Published: 2020-03-19

The beauty of technology and the advancements it’s made in a time when the coronavirus continues to spread around the world is that it allows companies to have their staffs work from home for a while and not miss a beat in terms of their productivity. [related]

The downside of technology and the advancements it’s made in times like this is it allows the potential for the biggest players to stretch the limits of their technology’s capabilities and allow it to do things it can, but it’s questionable if it should.

The latest example of that is the TechCrunch report that government leaders are in talks with big tech companies including Google and Facebook—despite Mark Zuckerberg’s denials—about using those company’s location data access to determine where people are waiting out coronavirus spread.

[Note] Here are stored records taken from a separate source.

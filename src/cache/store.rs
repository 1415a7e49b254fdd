use std::collections::BTreeMap;
use std::path::{Path, PathBuf};
use tokio::fs;
use tracing::{debug, info};

use super::document::{from_document, to_document, CacheDocument};
use crate::app::{Config, StorageConfig};
use crate::catalog::{CatalogClient, HttpCatalog};
use crate::constants::{CACHE_FILE_NAME, REPOSITORY_SEPARATOR};
use crate::library::LibraryRecord;
use crate::mirror::{AssetMirror, HttpDownloader};
use crate::utils::{CdnjsError, Result};

type RecordKey = (String, String);

/// Resolved libraries, persisted as `cache.json` under the storage root
///
/// Records are keyed by (name, version), so a release is stored once both
/// in memory and on disk. Nothing is ever evicted.
pub struct ResolutionCache {
    records: BTreeMap<RecordKey, LibraryRecord>,
    catalog: CatalogClient,
    mirror: AssetMirror,
    path: PathBuf,
    force_cdn: bool,
}

impl ResolutionCache {
    /// Open the cache with HTTP-backed catalog and downloader
    pub async fn open(config: &Config) -> Result<Self> {
        let catalog = CatalogClient::new(
            Box::new(HttpCatalog::new(&config.catalog)?),
            &config.catalog.cdn_url,
        );
        let mirror = AssetMirror::new(
            Box::new(HttpDownloader::new(config.catalog.timeout_secs)?),
            &config.storage,
        );

        Self::with_parts(catalog, mirror, &config.storage).await
    }

    /// Open the cache with explicit collaborators, loading any persisted document
    pub async fn with_parts(
        catalog: CatalogClient,
        mirror: AssetMirror,
        storage: &StorageConfig,
    ) -> Result<Self> {
        let path = storage.static_root.join(CACHE_FILE_NAME);
        let records = load_records(&path)
            .await?
            .into_iter()
            .map(|record| (key_of(&record), record))
            .collect();

        Ok(Self {
            records,
            catalog,
            mirror,
            path,
            force_cdn: storage.force_cdn,
        })
    }

    /// Location of the persisted document
    pub fn path(&self) -> &Path {
        &self.path
    }

    /// Cached records in (name, version) order
    pub fn records(&self) -> impl Iterator<Item = &LibraryRecord> {
        self.records.values()
    }

    /// URL of `filename` (or the default file) in `repository`
    ///
    /// `repository` is `name` or `name/version`. Cache misses are resolved
    /// through the catalog; unless CDN URLs are forced, the record's files
    /// are mirrored locally. The cache is persisted on every call.
    pub async fn get(&mut self, repository: &str, filename: Option<&str>) -> Result<String> {
        let (name, version) = parse_repository(repository);
        let not_found = || CdnjsError::RepositoryNotFound(repository.to_string());

        let key = match self.find_cached(name, version) {
            Some(key) => {
                debug!("Cache hit for {}", repository);
                key
            }
            None => {
                let record = self
                    .catalog
                    .find(name, version)
                    .await
                    .map_err(|err| match err {
                        CdnjsError::RepositoryNotFound(_) => not_found(),
                        other => other,
                    })?
                    .ok_or_else(not_found)?;

                let key = key_of(&record);
                self.records.insert(key.clone(), record);
                key
            }
        };

        if !self.force_cdn {
            let record = self.records.get_mut(&key).ok_or_else(not_found)?;
            let report = self.mirror.mirror(record).await?;
            debug!(
                "Mirrored {}: {} downloaded, {} already present",
                repository, report.downloaded, report.skipped
            );
        }

        self.persist().await?;

        let record = self.records.get(&key).ok_or_else(not_found)?;
        let fragment = filename
            .filter(|name| !name.is_empty())
            .unwrap_or(record.default_file());

        Ok(record.file_url(fragment, !self.force_cdn)?.to_string())
    }

    /// First matching record in (name, version) key order
    ///
    /// Without a version this is the lowest version string, not the latest
    /// release: "10.0.0" sorts before "9.0.0".
    fn find_cached(&self, name: &str, version: Option<&str>) -> Option<RecordKey> {
        self.records
            .iter()
            .find(|(_, record)| record.matches(name, version))
            .map(|(key, _)| key.clone())
    }

    /// Rewrite the whole document through a temporary sibling file
    async fn persist(&self) -> Result<()> {
        if let Some(parent) = self.path.parent() {
            fs::create_dir_all(parent).await?;
        }

        let document = to_document(self.records.values());
        let json = serde_json::to_string_pretty(&document)?;

        let tmp_path = self.path.with_extension("json.tmp");
        fs::write(&tmp_path, json).await?;
        fs::rename(&tmp_path, &self.path).await?;

        info!("Saved {} cached releases to {}", self.records.len(), self.path.display());
        Ok(())
    }
}

/// Split `name/version`; an empty version counts as absent
pub fn parse_repository(repository: &str) -> (&str, Option<&str>) {
    let mut parts = repository.split(REPOSITORY_SEPARATOR);
    let name = parts.next().unwrap_or_default();
    let version = parts.next().filter(|version| !version.is_empty());
    (name, version)
}

fn key_of(record: &LibraryRecord) -> RecordKey {
    (record.name().to_string(), record.version().to_string())
}

async fn load_records(path: &Path) -> Result<Vec<LibraryRecord>> {
    if !fs::try_exists(path).await? {
        return Ok(Vec::new());
    }

    let content = fs::read_to_string(path).await?;
    let document: CacheDocument = serde_json::from_str(&content)?;
    from_document(document)
}
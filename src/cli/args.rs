use clap::{Parser, Subcommand};
use std::path::PathBuf;

#[derive(Parser, Debug)]
#[command(name = "cdnjs")]
#[command(version)]
#[command(about = "Resolve, cache and mirror static assets from cdnjs", long_about = None)]
pub struct Cli {
    /// Path to configuration file
    #[arg(short, long, global = true)]
    pub config: Option<PathBuf>,

    /// Verbose output
    #[arg(short, long, global = true)]
    pub verbose: bool,

    #[command(subcommand)]
    pub command: Commands,
}

#[derive(Subcommand, Debug)]
pub enum Commands {
    /// Print the URL of a library file
    Get {
        /// Library name, optionally with a version (e.g. jquery or jquery/3.0.0)
        repository: String,
        /// Part of the file name; the library's default file when omitted
        filename: Option<String>,
        /// Return CDN URLs without mirroring
        #[arg(long)]
        cdn: bool,
    },
    /// List cached libraries
    List,
    /// Initialize configuration
    Init,
    /// Show version information
    Version,
}
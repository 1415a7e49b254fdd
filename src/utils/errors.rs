use thiserror::Error;

/// Main error type for cdnjs resolution
#[derive(Error, Debug)]
pub enum CdnjsError {
    #[error("Repository {0} was not found")]
    RepositoryNotFound(String),

    #[error("File {file} was not found at {library}")]
    FileNotFound { file: String, library: String },

    #[error("File {0} that is trying to add is invalid")]
    InvalidFile(String),

    #[error("Network error: {0}")]
    Network(#[from] reqwest::Error),

    #[error("IO error: {0}")]
    Io(#[from] std::io::Error),

    #[error("JSON error: {0}")]
    Json(#[from] serde_json::Error),

    #[error("Configuration error: {0}")]
    Config(String),
}

pub type Result<T> = std::result::Result<T, CdnjsError>;
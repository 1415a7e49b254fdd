use async_trait::async_trait;

use super::types::{LibraryDetail, SearchHit};
use crate::utils::Result;

/// Remote queries the catalog service answers
#[cfg_attr(test, mockall::automock)]
#[async_trait]
pub trait CatalogApi: Send + Sync {
    /// Free-text search; results are in relevance order
    async fn search(&self, term: &str) -> Result<Vec<SearchHit>>;

    /// Full metadata for an exact canonical name
    async fn library(&self, name: &str) -> Result<LibraryDetail>;
}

Here’s more from the TechCrunch report, which relied on information from The Washington Post:

FEATURED REPORT

Location data taken from the smartphones of Americans could help public health experts track and map the general spread of the infection, the group has theorized, though of course the prospect of any kind of location tracking is bound to leave people uncomfortable, especially when it’s done at scale and involves not only private companies with which they have a business relationship, but also the government.

These efforts, however, would be strictly aimed at helping organizations like the Centers for Disease Control and Prevention (CDC) get an overview of patterns, decoupled from any individual user identity.

The Post’s sources stress that this would not involve the generation of any kind of government database, and would instead focus on anodized, aggregated data to inform modeling of the COVID-19 transmission and spread.

According to this report, it sounds harmless enough, but color me cynical, although I don’t think we’ll get to the point where Hong Kong is, using electronic wristbands to track people’s movements–or at least I hope we won’t.

Then again, I’m the type who always turns off anything on any device I own that tracks my activity when I first get it. That doesn’t stop me from getting targeted ads when I talk about a product though, so clearly something is going on.

I’m all for controlling coronavirus spread, but I feel like the medical and technology community has enough smart people within it that we don’t have to be unwittingly checking in to flatten the curve and bring our lives back to the new normal.